On How Marriage Doesn’t Solve Problems

I just read an article (one of countless on this topic) called “Marriage Doesn’t Solve Your Problems.” Which is obviously quite true. In fact, my life was (in my opinion) gloriously uncomplicated in many ways during the first 22 years of my life. Ways that have have forever vanished.

1. I am a confident, secure person. But you know what? Falling desperately in love with another person makes that harder to maintain. Because you want his affection, approval, admiration, attention. Before my David, my biggest critic was my little sister. But now David & I both have expectations for the other, and that’s draining to learn to cope with. Sometimes we argue just because I have an idea of how-men-should-be from my own father and brothers. Sometimes I have cried by myself because I am afraid that other girls and women have created in David desires and expectations that I can’t (or don’t want to) meet.

2. I like doing what I want when I want. I was raised to be sensitive and responsible, and I have done my best to do that. During my older years living at home and working, and during the first year of my Single Life at Regent, I had a fairly unrestricted freedom. If I wanted to stay the night somewhere unexpectedly, it was my call. Nobody suffered but me if I overbooked myself and participated in too many shows or went to too many parties. I didn’t realise that all of that shifts when you have a partner, lover, teammate. Every decision becomes our decision – even ones which at first seem silly. This becomes even more important when Marriage happens. We’ll be working through life together, not living two separate and unattached lives while sharing a roof.

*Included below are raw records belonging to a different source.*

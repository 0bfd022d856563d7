//! Basic read-through caching over a filesystem-backed durable tier.

use std::sync::Arc;
use std::sync::atomic::{AtomicU32, Ordering};
use std::time::Duration;

use cachette::{Cache, CacheOptions, FsStore};
use tick::Clock;

#[tokio::main(flavor = "current_thread")]
async fn main() -> Result<(), cachette::Error> {
    let dir = tempfile::tempdir().expect("temp dir");
    let cache = Cache::builder(Clock::new_tokio())
        .name("demo")
        .durable(FsStore::new(dir.path()), "demo-v1")
        .default_ttl(Duration::from_secs(300))
        .build();

    let fetches = Arc::new(AtomicU32::new(0));
    let options = CacheOptions::new().tags(["records"]);

    for _ in 0..3 {
        let fetches = Arc::clone(&fetches);
        let records: Vec<String> = cache
            .get(
                "records?page=1",
                move || async move {
                    fetches.fetch_add(1, Ordering::SeqCst);
                    Ok::<_, std::io::Error>(vec!["alpha".to_string(), "beta".to_string()])
                },
                options.clone(),
            )
            .await?;
        println!("got {} records", records.len());
    }

    println!("fetch ran {} time(s)", fetches.load(Ordering::SeqCst));
    println!("stats: {:?}", cache.stats());

    cache.invalidate_by_tags(["records"]).await;
    println!("after tag invalidation: {:?}", cache.stats());

    Ok(())
}
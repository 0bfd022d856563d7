//! Stale-while-revalidate: serve the old value now, refresh in the background.

use std::time::Duration;

use cachette::{Cache, CacheOptions};
use tick::Clock;

#[tokio::main(flavor = "current_thread")]
async fn main() -> Result<(), cachette::Error> {
    let cache = Cache::builder(Clock::new_tokio()).name("demo").build();

    let options = CacheOptions::new()
        .ttl(Duration::from_millis(50))
        .stale_while_revalidate(true);

    cache.set("greeting", "hello", options.clone()).await?;

    // Let the entry go stale.
    tokio::time::sleep(Duration::from_millis(60)).await;

    // This read returns the stale "hello" immediately and kicks off a
    // detached refresh that rewrites the entry.
    let stale: String = cache
        .get(
            "greeting",
            || async { Ok::<_, std::io::Error>("hello, again".to_string()) },
            options.clone(),
        )
        .await?;
    println!("served immediately: {stale}");

    cache.await_pending_revalidations().await;

    let refreshed: String = cache
        .get(
            "greeting",
            || async { Err(std::io::Error::other("fetch should not run")) },
            options,
        )
        .await?;
    println!("after refresh: {refreshed}");

    Ok(())
}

I could probably go on. But suffice to say, I have learned that a significant other does create turbulence, pain, sometimes problems which have to be worked through. Thankfully, this kind of relationship is also a blessing. Having a boyfriend or husband-to-be doesn’t fix problems.

  • He doesn’t fill “voids” in my character, but he complements my weaknesses with his strengths.
  • He does “fix” loneliness or feelings of emptiness, but he is a comfort and a companion.
  • He isn’t my ideal (that I didn’t even realize I had) but he challenges me, reprimands my pride, laughs at my jokes, and tells me every day that he’s going to take care of me.

And those are good things.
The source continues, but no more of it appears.